And if I'm still a doubter about how productive a role they
or anyone else for that matter will play in post-Taliban
Afghanistan, the Alliance does deserve to be defended from the rankest
and most hypocritical charge levied against it by Pakistani-inspired
critics: that it destroyed the capital city of Kabul when it took
it over in 1992.
We hear this
over and over again in the media. It's one of the reasons Colin
Powell wanted the Northern Alliance to "invest" Kabul,
instead of actually capturing it (one of the most hilariously unworkable
ideas in recent diplomatic history). And it is supposedly the reason
why Pakistan suddenly a great defender of reasonable, pluralistic
government in Afghanistan quakes at the idea of the Northern
Alliance back in the saddle again.
This is all
very rich, since it's Pakistan that, through one of its proxies,
bears most of the responsibility for wrecking Kabul in the early
1990s.
That proxy
was Gulbuddin Hekmatyar. His name has a Beelzebub-like ring to it,
which is appropriate since he pretty much exemplifies the fanaticism,
ruthlessness, and evil that has characterized recent Afghan history.
He was Pakistan's
favorite mujahedeen leader during the war against the Soviets,
because he was a Pashtun and an Islamic extremist sort of
a Taliban before the Taliban existed. Hekmatyar's faction in the
1970s became famous for throwing acid on women who dressed in Western
clothes. The Pakistanis made a point of funneling U.S. aid to him
even though or, more like it, because he was
virulently anti-American.
When the Communist
government fell in 1992, Hekmatyar decided that he would wage a
campaign to oust the other mujahedeen factions from Kabul.

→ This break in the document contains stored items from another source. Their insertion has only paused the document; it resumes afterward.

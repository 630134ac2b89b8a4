//! Step output lookup for runs with nested loop iterations
//!
//! The execution engine records outputs flat at the top level for steps that
//! are not inside any loop. A step inside a loop only appears in the output map
//! of one iteration of that loop (`output.iterations[i]`), recursively for
//! nested loops. This module maps that record back onto the tree shape.
//!
//! # Key Concepts
//!
//! - **Execution path**: the `(loop, iteration)` pairs to descend through, outermost first
//! - **Iteration selection**: the iteration picked per loop (defaults to 0)
//! - **Missing output is not an error**: a step inside a loop iteration that
//!   has not run yet simply has no output

use std::collections::HashMap;

use crate::error::Result;
use crate::navigation::{find_structural_ancestors, get_all_steps, is_child_of};
use crate::types::{RunOutputs, RunSnapshot, RunStatus, Step, StepName, StepOutput, StepStatus};

/// Iteration index chosen per loop step
pub type LoopIterationSelection = HashMap<StepName, usize>;

/// `(loop step name, iteration index)` pairs from the root down to a step
pub type ExecutionPath = Vec<(StepName, usize)>;

/// Compute the loops to descend through to reach `step_name`, outermost first.
///
/// Each loop is paired with its selected iteration, or 0 when none was picked.
/// Fails with `StepNotFound` if the step is not in the tree.
pub fn execution_path(
    step_name: &str,
    selection: &LoopIterationSelection,
    root: &Step,
) -> Result<ExecutionPath> {
    let ancestors = find_structural_ancestors(root, step_name)?;
    Ok(ancestors
        .into_iter()
        .filter(|step| step.is_loop())
        .map(|step| {
            let index = selection.get(&step.name).copied().unwrap_or(0);
            (step.name.clone(), index)
        })
        .collect())
}

/// Resolve the output of `step_name` for the selected loop iterations.
///
/// Returns `None` when the step has not produced output under that selection:
/// a loop that has not run, has zero iterations, or has fewer iterations than
/// the selected index. Unknown step names also yield `None`.
pub fn extract_step_output<'a>(
    step_name: &str,
    selection: &LoopIterationSelection,
    run_outputs: &'a RunOutputs,
    root: &Step,
) -> Option<&'a StepOutput> {
    if let Some(output) = run_outputs.get(step_name) {
        return Some(output);
    }

    let path = match execution_path(step_name, selection, root) {
        Ok(path) => path,
        Err(e) => {
            log::debug!("No output lookup for '{}': {}", step_name, e);
            return None;
        }
    };

    let mut current = run_outputs;
    for (loop_name, index) in &path {
        current = current.get(loop_name)?.iterations()?.get(*index)?;
    }
    current.get(step_name)
}

/// The per-iteration output maps of a loop step, if the loop has produced output
pub fn loop_iterations<'a>(
    loop_name: &str,
    selection: &LoopIterationSelection,
    run_outputs: &'a RunOutputs,
    root: &Step,
) -> Option<&'a [RunOutputs]> {
    extract_step_output(loop_name, selection, run_outputs, root)?.iterations()
}

/// Name of the step that failed the run.
///
/// Uses the name reported by the engine when present; otherwise searches the
/// outputs in tree order for a failed step, preferring failures inside loop
/// iterations (latest iteration first) over the loop step that carries them.
pub fn find_failed_step(run: &RunSnapshot, root: &Step) -> Option<StepName> {
    run.failed_step_name
        .clone()
        .or_else(|| find_failed_in(&run.steps, root))
}

fn find_failed_in(outputs: &RunOutputs, root: &Step) -> Option<StepName> {
    get_all_steps(root).into_iter().find_map(|step| {
        let output = outputs.get(&step.name)?;
        let nested = output.iterations().and_then(|iterations| {
            iterations
                .iter()
                .rev()
                .find_map(|iteration| find_failed_in(iteration, root))
        });
        match nested {
            Some(found) => Some(found),
            None if output.status == StepStatus::Failed => Some(step.name.clone()),
            None => None,
        }
    })
}

/// Recompute the iteration selection after the run's outputs changed.
///
/// Loops are visited outermost first so inner loops resolve under the indices
/// already chosen for their ancestors:
/// - a loop containing the failed step of a failed run focuses its last iteration
/// - otherwise a previously chosen index is kept
/// - otherwise a loop whose output is now available starts at iteration 0
///
/// Loops with no output are left out, except that previous choices are carried
/// over while the run is still in progress.
pub fn find_loops_state(
    previous: &LoopIterationSelection,
    run: &RunSnapshot,
    root: &Step,
) -> LoopIterationSelection {
    let failed_step = if run.status == RunStatus::Failed {
        find_failed_step(run, root)
    } else {
        None
    };

    let mut state = LoopIterationSelection::new();
    for step in get_all_steps(root).into_iter().filter(|s| s.is_loop()) {
        let Some(iterations) = loop_iterations(&step.name, &state, &run.steps, root) else {
            if !run.status.is_terminal() {
                if let Some(index) = previous.get(&step.name) {
                    state.insert(step.name.clone(), *index);
                }
            }
            continue;
        };

        let contains_failure = failed_step
            .as_deref()
            .is_some_and(|failed| is_child_of(step, failed));

        let index = if contains_failure {
            iterations.len().saturating_sub(1)
        } else {
            previous.get(&step.name).copied().unwrap_or(0)
        };
        state.insert(step.name.clone(), index);
    }
    state
}
//! Deleting selected steps

use std::collections::HashSet;

use crate::editor::EditorState;
use crate::error::{FlowError, Result};
use crate::navigation::{get_all_steps, get_step_or_err};
use crate::operations::FlowOperation;
use crate::types::{Step, StepName};

impl EditorState {
    /// Plan the deletion of the selected steps.
    ///
    /// Deleting a step removes everything it owns, so selected steps that are
    /// already covered by an earlier deletion get no command of their own.
    /// Focus is cleared when the focused step is among the removed steps.
    pub fn delete_steps(&mut self, selected: &[StepName], root: &Step) -> Result<Vec<FlowOperation>> {
        for name in selected {
            get_step_or_err(root, name)?;
        }
        let wanted: HashSet<&str> = selected.iter().map(String::as_str).collect();

        let mut removed: HashSet<&str> = HashSet::new();
        let mut commands = Vec::new();
        for step in get_all_steps(root) {
            if !wanted.contains(step.name.as_str()) || removed.contains(step.name.as_str()) {
                continue;
            }
            if step.is_trigger() {
                log::debug!("Skipping trigger '{}' in delete selection", step.name);
                continue;
            }
            removed.extend(get_all_steps(step).into_iter().map(|s| s.name.as_str()));
            commands.push(FlowOperation::delete(step.name.clone()));
        }

        if commands.is_empty() {
            return Err(FlowError::invalid_selection("no deletable steps selected"));
        }

        if let Some(focused) = &self.focused_step {
            if removed.contains(focused.as_str()) {
                log::debug!("Clearing focus on deleted step '{}'", focused);
                self.focused_step = None;
            }
        }
        Ok(commands)
    }
}
//! Pasting a copied operation list at a target location

use std::collections::{HashMap, HashSet};

use crate::config::EditorConfig;
use crate::editor::references::rewrite_references;
use crate::editor::{PasteTarget, SerializedOp};
use crate::error::{FlowError, Result};
use crate::navigation::{all_display_names, all_step_names, find_unused_name_with_prefix, get_step_or_err};
use crate::operations::{FlowOperation, StepPosition};
use crate::types::{Step, StepName};

/// Turn copied operations into add commands against `root`, using default settings
pub fn paste_steps(ops: &[SerializedOp], root: &Step, target: &PasteTarget) -> Result<Vec<FlowOperation>> {
    paste_steps_with_config(ops, root, target, &EditorConfig::default())
}

/// Turn copied operations into add commands against `root`.
///
/// Every pasted step gets a fresh name, references between pasted steps
/// follow the rename, and colliding display names get the copy suffix. The
/// first unanchored operation lands on `target`; later unanchored ones are
/// appended after the pasted top-level chain so they keep their order.
pub fn paste_steps_with_config(
    ops: &[SerializedOp],
    root: &Step,
    target: &PasteTarget,
    config: &EditorConfig,
) -> Result<Vec<FlowOperation>> {
    if ops.is_empty() {
        return Err(FlowError::invalid_selection("nothing to paste"));
    }
    if ops.iter().all(|op| op.parent_step_name.is_some()) {
        return Err(FlowError::invalid_selection(
            "pasted operations have no top-level step",
        ));
    }
    get_step_or_err(root, &target.parent_step)?;

    let renames = mint_names(ops, root, &config.step_name_prefix);
    let mut seen_display_names = all_display_names(root);
    let mut top_level: HashSet<&str> = HashSet::new();
    let mut tail: Option<StepName> = None;
    let mut commands = Vec::with_capacity(ops.len());

    for op in ops {
        let old_name = op.action.name.as_str();
        let new_name = renames
            .get(old_name)
            .cloned()
            .ok_or_else(|| FlowError::not_found(old_name))?;

        let (parent_step, position, branch_index) = match (&op.parent_step_name, &tail) {
            (None, None) => (target.parent_step.clone(), target.position, target.branch_index),
            (None, Some(tail)) => (tail.clone(), StepPosition::After, None),
            (Some(parent), _) => (
                renames.get(parent).cloned().unwrap_or_else(|| parent.clone()),
                op.position,
                op.branch_index,
            ),
        };

        let extends_top_level = match &op.parent_step_name {
            None => true,
            Some(parent) => op.position == StepPosition::After && top_level.contains(parent.as_str()),
        };
        if extends_top_level {
            top_level.insert(old_name);
            tail = Some(new_name.clone());
        }

        let mut display_name = op.action.display_name.clone();
        if seen_display_names.contains(&display_name) {
            display_name.push_str(&config.copy_suffix);
        }
        seen_display_names.insert(display_name.clone());

        let mut action = op.action.without_descendants();
        action.settings = rewrite_references(&op.action.settings, &renames)?;
        action.name = new_name;
        action.display_name = display_name;

        log::debug!(
            "Pasting '{}' as '{}' {:?} '{}'",
            old_name,
            action.name,
            position,
            parent_step
        );
        commands.push(FlowOperation::AddAction {
            parent_step,
            position,
            branch_index,
            action,
        });
    }

    Ok(commands)
}

/// Fresh names for every pasted step, seeded with the names already in the tree
fn mint_names(ops: &[SerializedOp], root: &Step, prefix: &str) -> HashMap<StepName, StepName> {
    let mut existing = all_step_names(root);
    let mut renames = HashMap::with_capacity(ops.len());
    for op in ops {
        let fresh = find_unused_name_with_prefix(&existing, prefix);
        existing.insert(fresh.clone());
        renames.insert(op.action.name.clone(), fresh);
    }
    renames
}

#[cfg(test)]
mod tests {
    use super::*;
    use crate::builder::FlowBuilder;
    use crate::editor::copy::copy_steps;
    use crate::fixtures::sample_flow;
    use crate::navigation::{branch_index_of, get_all_steps, get_step};
    use crate::operations::apply_operations;
    use crate::validation::validate_flow;
    use serde_json::json;

    fn select(names: &[&str]) -> Vec<StepName> {
        names.iter().map(|s| s.to_string()).collect()
    }

    #[test]
    fn test_round_trip_router_with_branch_and_successor() {
        // A router(2), B in branch 0, C after A
        let flow = FlowBuilder::new("flow-1", "Round trip")
            .add(Step::router("step_1", "A", 2).with_branch(0, Step::action("step_2", "B")))
            .add(Step::action("step_3", "C"))
            .build();

        let ops = copy_steps(&select(&["step_1", "step_2", "step_3"]), &flow.trigger).unwrap();
        let commands = paste_steps(&ops, &flow.trigger, &PasteTarget::after("step_3")).unwrap();
        let outcome = apply_operations(&flow, &commands);
        assert!(outcome.is_complete());
        assert!(validate_flow(&outcome.flow).is_empty());

        let router = get_step(&outcome.flow.trigger, "step_4").unwrap();
        assert_eq!(router.display_name, "A Copy");
        assert_eq!(router.branch_count(), Some(2));
        assert_eq!(branch_index_of(router, "step_5"), Some(0));
        assert_eq!(router.next_action.as_deref().unwrap().name, "step_6");
        assert_eq!(
            get_step(&outcome.flow.trigger, "step_3")
                .unwrap()
                .next_action
                .as_deref()
                .unwrap()
                .name,
            "step_4"
        );
    }

    #[test]
    fn test_references_follow_renames() {
        let flow = sample_flow();
        let ops = copy_steps(&select(&["step_4", "step_5"]), &flow.trigger).unwrap();
        let commands = paste_steps(&ops, &flow.trigger, &PasteTarget::after("step_10")).unwrap();

        let FlowOperation::AddAction { action, .. } = &commands[0] else {
            panic!("expected add");
        };
        // step_1 was not copied, so its reference is kept
        assert_eq!(action.name, "step_11");
        assert_eq!(action.settings, json!({"items": "{{step_1.rows}}"}));

        let FlowOperation::AddAction {
            action, parent_step, ..
        } = &commands[1]
        else {
            panic!("expected add");
        };
        assert_eq!(parent_step, "step_11");
        assert_eq!(action.settings, json!({"input": "{{step_11.item}}"}));
    }

    #[test]
    fn test_unanchored_ops_keep_left_to_right_order() {
        let flow = sample_flow();
        // No selected step is an ancestor of another, so all three are unanchored
        let ops = copy_steps(&select(&["step_3", "step_9", "step_10"]), &flow.trigger).unwrap();
        assert!(ops[0].parent_step_name.is_none());
        assert!(ops[1].parent_step_name.is_none());

        let commands = paste_steps(&ops, &flow.trigger, &PasteTarget::inside_branch("step_2", 1)).unwrap();
        let outcome = apply_operations(&flow, &commands);
        assert!(outcome.is_complete());

        let router = get_step(&outcome.flow.trigger, "step_2").unwrap();
        let branch_head = router.children()[1];
        let chain: Vec<&str> = std::iter::successors(Some(branch_head), |s| s.next_action.as_deref())
            .map(|s| s.display_name.as_str())
            .collect();
        assert_eq!(chain, vec!["Check Copy", "Send Copy", "Report Copy"]);
    }

    #[test]
    fn test_display_name_collisions() {
        let flow = FlowBuilder::new("flow-1", "Names")
            .add(Step::action("step_1", "X"))
            .build();
        let ops: Vec<SerializedOp> = ["X", "X", "Y"]
            .iter()
            .enumerate()
            .map(|(i, display)| SerializedOp {
                action: Step::action(format!("step_{}", i + 10), *display),
                parent_step_name: None,
                position: StepPosition::After,
                branch_index: None,
            })
            .collect();

        let commands = paste_steps(&ops, &flow.trigger, &PasteTarget::after("step_1")).unwrap();
        let display_names: Vec<String> = commands
            .iter()
            .filter_map(|command| match command {
                FlowOperation::AddAction { action, .. } => Some(action.display_name.clone()),
                _ => None,
            })
            .collect();
        assert_eq!(display_names, vec!["X Copy", "X Copy", "Y"]);
    }

    #[test]
    fn test_repeated_paste_keeps_names_unique() {
        let mut flow = sample_flow();
        let ops = copy_steps(&select(&["step_2", "step_3", "step_4", "step_5", "step_6"]), &flow.trigger)
            .unwrap();
        for _ in 0..3 {
            let commands = paste_steps(&ops, &flow.trigger, &PasteTarget::after("step_1")).unwrap();
            let outcome = apply_operations(&flow, &commands);
            assert!(outcome.is_complete());
            flow = outcome.flow;
            assert!(validate_flow(&flow).is_empty());
        }
        assert_eq!(get_all_steps(&flow.trigger).len(), 11 + 3 * 5);
    }

    #[test]
    fn test_configured_prefix_and_suffix() {
        let flow = sample_flow();
        let ops = copy_steps(&select(&["step_1"]), &flow.trigger).unwrap();
        let config = EditorConfig {
            step_name_prefix: "node".to_string(),
            copy_suffix: " (2)".to_string(),
            ..EditorConfig::default()
        };
        let commands =
            paste_steps_with_config(&ops, &flow.trigger, &PasteTarget::after("step_1"), &config).unwrap();
        let FlowOperation::AddAction { action, .. } = &commands[0] else {
            panic!("expected add");
        };
        assert_eq!(action.name, "node_1");
        assert_eq!(action.display_name, "Fetch rows (2)");
    }

    #[test]
    fn test_prefixed_copies_keep_references() {
        let config = EditorConfig {
            step_name_prefix: "my_step".to_string(),
            ..EditorConfig::default()
        };
        let flow = sample_flow();
        let ops = copy_steps(&select(&["step_4", "step_5"]), &flow.trigger).unwrap();
        let commands =
            paste_steps_with_config(&ops, &flow.trigger, &PasteTarget::after("step_10"), &config).unwrap();
        let flow = apply_operations(&flow, &commands).flow;

        // Copy the copies: their names now carry the configured prefix
        let ops = copy_steps(&select(&["my_step_1", "my_step_2"]), &flow.trigger).unwrap();
        let commands =
            paste_steps_with_config(&ops, &flow.trigger, &PasteTarget::after("my_step_1"), &config).unwrap();
        let flow = apply_operations(&flow, &commands).flow;

        let body = get_step(&flow.trigger, "my_step_4").unwrap();
        assert_eq!(body.settings, json!({"input": "{{my_step_3.item}}"}));
    }

    #[test]
    fn test_paste_errors() {
        let flow = sample_flow();
        assert!(matches!(
            paste_steps(&[], &flow.trigger, &PasteTarget::after("step_1")),
            Err(FlowError::InvalidSelection(_))
        ));

        let ops = copy_steps(&select(&["step_1"]), &flow.trigger).unwrap();
        assert!(matches!(
            paste_steps(&ops, &flow.trigger, &PasteTarget::after("missing")),
            Err(FlowError::StepNotFound(_))
        ));

        let anchored_only = vec![SerializedOp {
            parent_step_name: Some("step_1".to_string()),
            ..ops[0].clone()
        }];
        assert!(matches!(
            paste_steps(&anchored_only, &flow.trigger, &PasteTarget::after("step_1")),
            Err(FlowError::InvalidSelection(_))
        ));
    }
}
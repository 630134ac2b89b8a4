//! Polling trigger deduplication
//!
//! Turns a trigger's "list current items" call into an ordered feed of new
//! items across repeated polls, with durable cursor state per trigger key.

pub mod engine;
pub mod source;
pub mod store;

pub use engine::{Clock, DedupStrategy, PollingDedupEngine, SystemClock};
pub use source::{PollItem, PollingSource};
pub use store::{CursorStore, FileCursorStore, InMemoryCursorStore, PollCursor};
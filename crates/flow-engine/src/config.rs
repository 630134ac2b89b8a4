//! Configuration types for the flow engine

use std::path::{Path, PathBuf};

use serde::{Deserialize, Serialize};

use crate::constants::defaults;
use crate::error::Result;

/// Settings for the structural editor
#[derive(Debug, Clone, Serialize, Deserialize)]
#[serde(default, rename_all = "camelCase")]
pub struct EditorConfig {
    /// Prefix used when minting fresh step names
    pub step_name_prefix: String,
    /// Suffix appended to a pasted display name that collides with an existing one
    pub copy_suffix: String,
    /// Number of snapshots kept for undo/redo
    pub max_undo_snapshots: usize,
}

impl Default for EditorConfig {
    fn default() -> Self {
        Self {
            step_name_prefix: defaults::STEP_NAME_PREFIX.to_string(),
            copy_suffix: defaults::COPY_SUFFIX.to_string(),
            max_undo_snapshots: defaults::MAX_UNDO_SNAPSHOTS,
        }
    }
}

/// Settings for polling triggers
#[derive(Debug, Clone, Serialize, Deserialize)]
#[serde(default, rename_all = "camelCase")]
pub struct PollingConfig {
    /// Maximum number of items returned by a sample-data `test()` call
    pub sample_limit: usize,
    /// Directory for file-backed cursor persistence (in-memory when unset)
    pub cursor_dir: Option<PathBuf>,
}

impl Default for PollingConfig {
    fn default() -> Self {
        Self {
            sample_limit: defaults::POLLING_SAMPLE_LIMIT,
            cursor_dir: None,
        }
    }
}

/// Top-level configuration
#[derive(Debug, Clone, Default, Serialize, Deserialize)]
#[serde(default, rename_all = "camelCase")]
pub struct FlowEngineConfig {
    pub editor: EditorConfig,
    pub polling: PollingConfig,
}

impl FlowEngineConfig {
    /// Load configuration from a JSON file. Missing fields fall back to defaults.
    pub fn from_file(path: impl AsRef<Path>) -> Result<Self> {
        let content = std::fs::read_to_string(path.as_ref())?;
        let config: Self = serde_json::from_str(&content)?;
        log::debug!("Loaded flow engine config from {:?}", path.as_ref());
        Ok(config)
    }
}
impl<S: PollingSource, C: CursorStore> PollingDedupEngine<S, C> {
    pub fn new(trigger_key: impl Into<String>, strategy: DedupStrategy, source: S, store: C) -> Self {
        Self {
            trigger_key: trigger_key.into(),
            strategy,
            source,
            store,
            clock: Box::new(SystemClock),
            sample_limit: defaults::POLLING_SAMPLE_LIMIT,
        }
    }

    /// Replace the wall clock used for time-based baselines
    pub fn with_clock(mut self, clock: impl Clock + 'static) -> Self {
        self.clock = Box::new(clock);
        self
    }

    pub fn with_config(mut self, config: &PollingConfig) -> Self {
        self.sample_limit = config.sample_limit;
        self
    }

    pub fn trigger_key(&self) -> &str {
        &self.trigger_key
    }

    pub fn strategy(&self) -> DedupStrategy {
        self.strategy
    }

    pub fn store(&self) -> &C {
        &self.store
    }

    /// The stored cursor, if the trigger is enabled
    pub async fn cursor(&self) -> Result<Option<PollCursor>> {
        self.store.get(&self.trigger_key).await
    }

    /// Record the baseline cursor. The baseline items themselves are discarded.
    pub async fn on_enable(&self) -> Result<()> {
        let items = self.list_items().await?;
        let cursor = match self.strategy {
            DedupStrategy::LastItem => PollCursor::LastItem {
                last_item_id: items.first().and_then(|item| item.id.clone()),
            },
            DedupStrategy::Timebased => PollCursor::Timebased {
                last_seen_epoch_ms: self.clock.now_ms(),
            },
        };
        log::info!(
            "Enabled polling trigger '{}' with baseline {:?} ({} items skipped)",
            self.trigger_key,
            cursor,
            items.len()
        );
        self.store.put(&self.trigger_key, cursor).await
    }

    pub async fn on_disable(&self) -> Result<()> {
        log::info!("Disabled polling trigger '{}'", self.trigger_key);
        self.store.delete(&self.trigger_key).await
    }

    /// Return the items that are new since the last poll, oldest first, and
    /// advance the cursor. A failing source leaves the cursor untouched.
    pub async fn poll(&self) -> Result<Vec<PollItem>> {
        let items = self.list_items().await?;
        let cursor = self.store.get(&self.trigger_key).await?;
        let (new_items, next) = self.compute(items, cursor);
        log::debug!(
            "Polled '{}': {} new items, cursor {:?}",
            self.trigger_key,
            new_items.len(),
            next
        );
        if let Some(next) = next {
            self.store.put(&self.trigger_key, next).await?;
        }
        Ok(new_items)
    }

    /// Sample what `poll` would return right now without advancing the cursor.
    ///
    /// At most `sample_limit` items are returned, keeping the newest.
    pub async fn test(&self) -> Result<Vec<PollItem>> {
        let items = self.list_items().await?;
        let cursor = self.store.get(&self.trigger_key).await?;
        let (mut new_items, _) = self.compute(items, cursor);
        let excess = new_items.len().saturating_sub(self.sample_limit);
        Ok(new_items.split_off(excess))
    }

    async fn list_items(&self) -> Result<Vec<PollItem>> {
        self.source.list_items().await.map_err(|e| {
            log::warn!("Polling source for '{}' failed: {}", self.trigger_key, e);
            match e {
                unavailable @ FlowError::SourceUnavailable(_) => unavailable,
                other => FlowError::source_unavailable(other),
            }
        })
    }

    /// New items and the cursor to store; `None` leaves the trigger without a cursor
    fn compute(
        &self,
        items: Vec<PollItem>,
        cursor: Option<PollCursor>,
    ) -> (Vec<PollItem>, Option<PollCursor>) {
        match self.strategy {
            DedupStrategy::LastItem => {
                let last_item_id = match cursor {
                    Some(PollCursor::LastItem { last_item_id }) => last_item_id,
                    other => self.mismatched(other),
                };
                let (new_items, next) = new_since_last_item(&self.trigger_key, items, last_item_id);
                (new_items, Some(next))
            }
            DedupStrategy::Timebased => {
                let last_seen = match cursor {
                    Some(PollCursor::Timebased { last_seen_epoch_ms }) => Some(last_seen_epoch_ms),
                    other => self.mismatched(other),
                };
                new_since_timestamp(&self.trigger_key, items, last_seen)
            }
        }
    }

    fn mismatched<T>(&self, cursor: Option<PollCursor>) -> Option<T> {
        if let Some(cursor) = cursor {
            log::warn!(
                "Ignoring {:?} cursor for {:?} trigger '{}'",
                cursor,
                self.strategy,
                self.trigger_key
            );
        }
        None
    }
}
//! An editable flow with focus and undo history

use crate::config::EditorConfig;
use crate::editor::{
    copy_steps, duplicate_step_with_config, paste_steps_with_config, ClipboardPayload, EditorState,
    PasteTarget,
};
use crate::error::{FlowError, Result};
use crate::navigation::get_step;
use crate::operations::{apply_operations, FlowOperation};
use crate::types::{FlowVersion, StepName};
use crate::undo::UndoStack;

/// A flow being edited.
///
/// Paste, delete and duplicate plan their operations against the current
/// flow and replay them; the flow they replaced goes onto the undo history.
pub struct EditSession {
    flow: FlowVersion,
    state: EditorState,
    history: UndoStack,
    config: EditorConfig,
}

impl EditSession {
    pub fn new(flow: FlowVersion, config: EditorConfig) -> Self {
        Self {
            flow,
            state: EditorState::new(),
            history: UndoStack::from_config(&config),
            config,
        }
    }

    pub fn flow(&self) -> &FlowVersion {
        &self.flow
    }

    pub fn state(&self) -> &EditorState {
        &self.state
    }

    pub fn history(&self) -> &UndoStack {
        &self.history
    }

    /// Focus a step of the current flow
    pub fn focus(&mut self, name: &str) -> Result<()> {
        if get_step(&self.flow.trigger, name).is_none() {
            return Err(FlowError::not_found(name));
        }
        self.state.focus(name);
        Ok(())
    }

    pub fn copy(&self, selected: &[StepName]) -> Result<ClipboardPayload> {
        Ok(ClipboardPayload::new(copy_steps(selected, &self.flow.trigger)?))
    }

    /// Paste a clipboard at `target`, returning the operations that failed
    pub fn paste(&mut self, payload: &ClipboardPayload, target: &PasteTarget) -> Result<Vec<(usize, FlowError)>> {
        let commands = paste_steps_with_config(&payload.operations, &self.flow.trigger, target, &self.config)?;
        self.commit(&commands)
    }

    pub fn delete(&mut self, selected: &[StepName]) -> Result<Vec<(usize, FlowError)>> {
        let commands = self.state.delete_steps(selected, &self.flow.trigger)?;
        self.commit(&commands)
    }

    pub fn duplicate(&mut self, name: &str) -> Result<Vec<(usize, FlowError)>> {
        let commands = duplicate_step_with_config(name, &self.flow.trigger, &self.config)?;
        self.commit(&commands)
    }

    /// Go back one edit. Returns `false` with nothing to undo.
    pub fn undo(&mut self) -> Result<bool> {
        match self.history.undo(&self.flow)? {
            Some(previous) => {
                self.replace(previous);
                Ok(true)
            }
            None => Ok(false),
        }
    }

    /// Reapply the last undone edit. Returns `false` with nothing to redo.
    pub fn redo(&mut self) -> Result<bool> {
        match self.history.redo(&self.flow)? {
            Some(next) => {
                self.replace(next);
                Ok(true)
            }
            None => Ok(false),
        }
    }

    /// Replay planned operations. A batch where nothing applied leaves the
    /// flow and the history untouched.
    fn commit(&mut self, commands: &[FlowOperation]) -> Result<Vec<(usize, FlowError)>> {
        let outcome = apply_operations(&self.flow, commands);
        if outcome.failures.len() == commands.len() {
            log::warn!(
                "No operation applied to flow '{}'; history unchanged",
                self.flow.id
            );
            return Ok(outcome.failures);
        }
        self.history.record(&self.flow)?;
        self.replace(outcome.flow);
        Ok(outcome.failures)
    }

    fn replace(&mut self, flow: FlowVersion) {
        self.flow = flow;
        if let Some(focused) = &self.state.focused_step {
            if get_step(&self.flow.trigger, focused).is_none() {
                log::debug!("Clearing focus on missing step '{}'", focused);
                self.state.focused_step = None;
            }
        }
    }
}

This he proceed to attempt with artillery barrages that reduced
Kabul to rubble and killed thousands of civilians.
And the Pakistanis
backed him throughout, even when the civil war harmed their economic
interests by making trade routes in Afghanistan impassable.
Ahmed Rashid
explains in his book,
Taliban:
Pakistan's policymakers
were thus faced with a strategic dilemma. Either Pakistan could
carry on backing Hekmatyar in a bid to bring a Pashtun group to
power in Kabul which would be Pakistan-friendly, or it could change
direction and urge for a power-sharing agreement between all the
Afghan factions at whatever the price for the Pashtuns, so that
a stable government could open roads to Central Asia. The Pakistani
military was convinced that other ethnic groups would not do their
bidding and continued to back Hekmatyar.
So, maybe if
the State Department is serious about avoiding another Kabul circa
1992, it should ban Pakistan from all meddling in a post-Taliban
government. (
I once floated the idea of handing Pakistan the responsibility of
a post-Taliban Afghanistan, as a way of making it someone else's
problem, but am now convinced the Pakistanis need to be controlled
like any other Afghan faction.)
The Pakistanis
eventually dropped Hekmatyar, not because he was killing people,
but because he was killing them ineffectually. He was losing the
war. The Pakistanis picked up the Taliban instead, who could kill
and degrade women and actually take over the Afghan government.
Now, we get
news that Hekmatyar is petitioning Pakistan to let him into Peshawar
as a way station to reentering Afghanistan.
Talk of a country
"exorcising its demons" is usually metaphorical, but Hekmatyar
is an actual, living demon. The U.S. should demand that Pakistan
keep him out of Peshawar, and do all it can to keep him out of Afghanistan,
since he is the one who did so much to wreck Kabul the first time
around.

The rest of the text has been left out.